• **WHAT IS REQUIRED**: Exact reproduction required: the lines below from the line with "window in milliseconds." to the line with "Build the authenticated", both ends included, and no others.

======== STORED DATA ========

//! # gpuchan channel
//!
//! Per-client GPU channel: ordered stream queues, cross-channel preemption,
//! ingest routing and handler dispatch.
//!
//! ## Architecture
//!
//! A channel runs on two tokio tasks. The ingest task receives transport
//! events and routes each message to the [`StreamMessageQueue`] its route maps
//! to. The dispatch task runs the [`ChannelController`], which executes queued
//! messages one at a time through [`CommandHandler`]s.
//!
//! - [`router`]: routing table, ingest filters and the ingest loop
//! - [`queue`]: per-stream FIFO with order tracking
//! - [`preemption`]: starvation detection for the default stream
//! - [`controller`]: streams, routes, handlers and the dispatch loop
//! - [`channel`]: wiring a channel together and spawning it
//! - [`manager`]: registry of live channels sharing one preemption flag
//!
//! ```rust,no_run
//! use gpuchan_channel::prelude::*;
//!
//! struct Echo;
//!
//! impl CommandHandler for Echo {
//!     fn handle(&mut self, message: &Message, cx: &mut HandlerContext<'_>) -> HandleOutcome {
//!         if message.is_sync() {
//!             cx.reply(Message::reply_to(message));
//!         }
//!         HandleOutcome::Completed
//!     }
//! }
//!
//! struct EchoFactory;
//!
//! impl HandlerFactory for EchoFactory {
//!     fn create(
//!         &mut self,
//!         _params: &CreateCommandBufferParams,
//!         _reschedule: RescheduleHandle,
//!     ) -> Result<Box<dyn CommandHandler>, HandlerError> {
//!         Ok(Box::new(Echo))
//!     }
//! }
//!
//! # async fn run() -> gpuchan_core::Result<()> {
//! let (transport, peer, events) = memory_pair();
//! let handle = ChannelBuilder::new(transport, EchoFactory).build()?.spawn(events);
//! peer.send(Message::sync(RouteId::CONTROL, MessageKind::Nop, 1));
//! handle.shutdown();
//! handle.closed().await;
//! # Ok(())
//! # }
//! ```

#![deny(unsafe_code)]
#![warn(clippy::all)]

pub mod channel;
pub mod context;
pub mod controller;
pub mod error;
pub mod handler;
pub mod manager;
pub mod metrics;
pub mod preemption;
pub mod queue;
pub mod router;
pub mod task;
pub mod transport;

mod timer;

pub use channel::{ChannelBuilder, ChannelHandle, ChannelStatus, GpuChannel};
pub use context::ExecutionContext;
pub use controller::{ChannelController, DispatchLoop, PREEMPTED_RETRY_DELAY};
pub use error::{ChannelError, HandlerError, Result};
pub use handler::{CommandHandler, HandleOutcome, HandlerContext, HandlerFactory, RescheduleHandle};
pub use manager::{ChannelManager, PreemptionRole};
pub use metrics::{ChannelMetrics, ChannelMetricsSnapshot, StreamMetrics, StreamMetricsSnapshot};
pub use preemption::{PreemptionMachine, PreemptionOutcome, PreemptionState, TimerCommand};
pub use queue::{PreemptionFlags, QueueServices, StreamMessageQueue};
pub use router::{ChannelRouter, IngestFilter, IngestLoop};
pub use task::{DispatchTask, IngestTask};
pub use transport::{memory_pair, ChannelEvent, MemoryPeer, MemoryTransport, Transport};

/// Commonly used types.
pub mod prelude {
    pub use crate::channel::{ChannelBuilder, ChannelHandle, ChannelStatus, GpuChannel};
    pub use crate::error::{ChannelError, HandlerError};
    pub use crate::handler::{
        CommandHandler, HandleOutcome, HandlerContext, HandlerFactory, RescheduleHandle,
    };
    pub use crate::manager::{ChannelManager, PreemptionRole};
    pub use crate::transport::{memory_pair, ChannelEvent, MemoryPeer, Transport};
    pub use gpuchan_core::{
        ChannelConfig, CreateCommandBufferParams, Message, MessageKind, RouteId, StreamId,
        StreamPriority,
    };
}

========
======== STORED DATA ========

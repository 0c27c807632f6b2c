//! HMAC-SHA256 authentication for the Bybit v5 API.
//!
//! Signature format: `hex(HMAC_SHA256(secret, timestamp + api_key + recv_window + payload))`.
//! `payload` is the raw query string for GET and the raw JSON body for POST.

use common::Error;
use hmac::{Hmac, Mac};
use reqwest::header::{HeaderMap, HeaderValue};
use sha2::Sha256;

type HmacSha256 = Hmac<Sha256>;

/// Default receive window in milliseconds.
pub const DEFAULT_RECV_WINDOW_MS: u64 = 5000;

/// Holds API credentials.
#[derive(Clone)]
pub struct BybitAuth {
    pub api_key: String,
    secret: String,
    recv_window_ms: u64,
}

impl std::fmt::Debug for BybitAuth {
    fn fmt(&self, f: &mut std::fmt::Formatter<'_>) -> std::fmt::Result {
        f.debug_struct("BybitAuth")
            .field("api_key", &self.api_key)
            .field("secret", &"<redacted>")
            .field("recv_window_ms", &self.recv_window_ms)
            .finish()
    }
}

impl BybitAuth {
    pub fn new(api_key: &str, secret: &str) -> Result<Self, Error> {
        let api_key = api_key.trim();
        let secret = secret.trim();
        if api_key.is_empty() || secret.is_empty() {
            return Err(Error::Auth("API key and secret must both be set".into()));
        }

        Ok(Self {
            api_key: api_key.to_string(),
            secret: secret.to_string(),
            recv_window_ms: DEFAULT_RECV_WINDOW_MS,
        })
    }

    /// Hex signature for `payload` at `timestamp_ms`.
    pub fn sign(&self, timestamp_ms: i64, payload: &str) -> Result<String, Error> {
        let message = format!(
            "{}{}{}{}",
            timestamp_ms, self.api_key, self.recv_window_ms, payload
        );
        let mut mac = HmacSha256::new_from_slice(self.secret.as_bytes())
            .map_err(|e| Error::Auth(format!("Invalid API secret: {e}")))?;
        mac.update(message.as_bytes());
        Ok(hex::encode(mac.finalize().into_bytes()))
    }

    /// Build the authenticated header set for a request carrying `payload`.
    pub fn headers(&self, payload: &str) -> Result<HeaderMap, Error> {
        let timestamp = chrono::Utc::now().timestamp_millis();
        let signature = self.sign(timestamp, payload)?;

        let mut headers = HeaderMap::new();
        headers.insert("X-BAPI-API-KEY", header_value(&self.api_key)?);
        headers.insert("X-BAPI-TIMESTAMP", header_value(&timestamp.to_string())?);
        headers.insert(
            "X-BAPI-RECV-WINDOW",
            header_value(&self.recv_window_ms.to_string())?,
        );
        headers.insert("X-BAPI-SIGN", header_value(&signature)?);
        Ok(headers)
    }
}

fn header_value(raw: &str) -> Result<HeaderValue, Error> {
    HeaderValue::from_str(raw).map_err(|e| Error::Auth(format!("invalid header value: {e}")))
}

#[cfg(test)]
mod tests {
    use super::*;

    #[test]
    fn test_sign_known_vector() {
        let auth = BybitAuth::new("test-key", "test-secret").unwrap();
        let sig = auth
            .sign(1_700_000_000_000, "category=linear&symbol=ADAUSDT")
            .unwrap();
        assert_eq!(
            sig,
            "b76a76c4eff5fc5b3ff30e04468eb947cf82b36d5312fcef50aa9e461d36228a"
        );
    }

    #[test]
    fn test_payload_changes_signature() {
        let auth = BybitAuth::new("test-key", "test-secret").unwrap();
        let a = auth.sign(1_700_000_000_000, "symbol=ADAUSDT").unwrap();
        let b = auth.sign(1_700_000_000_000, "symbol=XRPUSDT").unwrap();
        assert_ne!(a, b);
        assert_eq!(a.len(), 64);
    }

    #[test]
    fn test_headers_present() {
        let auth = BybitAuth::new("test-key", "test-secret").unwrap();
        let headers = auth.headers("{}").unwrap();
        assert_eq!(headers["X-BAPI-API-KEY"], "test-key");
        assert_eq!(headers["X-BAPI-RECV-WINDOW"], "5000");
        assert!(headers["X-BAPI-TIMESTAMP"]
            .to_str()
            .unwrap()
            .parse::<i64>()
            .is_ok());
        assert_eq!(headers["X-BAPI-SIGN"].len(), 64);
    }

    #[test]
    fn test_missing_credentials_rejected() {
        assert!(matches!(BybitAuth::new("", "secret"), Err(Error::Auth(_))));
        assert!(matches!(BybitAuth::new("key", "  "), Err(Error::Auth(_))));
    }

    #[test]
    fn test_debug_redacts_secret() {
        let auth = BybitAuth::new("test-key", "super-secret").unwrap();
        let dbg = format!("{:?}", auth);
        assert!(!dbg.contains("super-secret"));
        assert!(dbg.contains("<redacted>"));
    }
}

========

• **WRITTEN RESPONSE**:
/// Default receive window in milliseconds.
pub const DEFAULT_RECV_WINDOW_MS: u64 = 5000;

/// Holds API credentials.
#[derive(Clone)]
pub struct BybitAuth {
    pub api_key: String,
    secret: String,
    recv_window_ms: u64,
}

impl std::fmt::Debug for BybitAuth {
    fn fmt(&self, f: &mut std::fmt::Formatter<'_>) -> std::fmt::Result {
        f.debug_struct("BybitAuth")
            .field("api_key", &self.api_key)
            .field("secret", &"<redacted>")
            .field("recv_window_ms", &self.recv_window_ms)
            .finish()
    }
}

impl BybitAuth {
    pub fn new(api_key: &str, secret: &str) -> Result<Self, Error> {
        let api_key = api_key.trim();
        let secret = secret.trim();
        if api_key.is_empty() || secret.is_empty() {
            return Err(Error::Auth("API key and secret must both be set".into()));
        }

        Ok(Self {
            api_key: api_key.to_string(),
            secret: secret.to_string(),
            recv_window_ms: DEFAULT_RECV_WINDOW_MS,
        })
    }

    /// Hex signature for `payload` at `timestamp_ms`.
    pub fn sign(&self, timestamp_ms: i64, payload: &str) -> Result<String, Error> {
        let message = format!(
            "{}{}{}{}",
            timestamp_ms, self.api_key, self.recv_window_ms, payload
        );
        let mut mac = HmacSha256::new_from_slice(self.secret.as_bytes())
            .map_err(|e| Error::Auth(format!("Invalid API secret: {e}")))?;
        mac.update(message.as_bytes());
        Ok(hex::encode(mac.finalize().into_bytes()))
    }

    /// Build the authenticated header set for a request carrying `payload`.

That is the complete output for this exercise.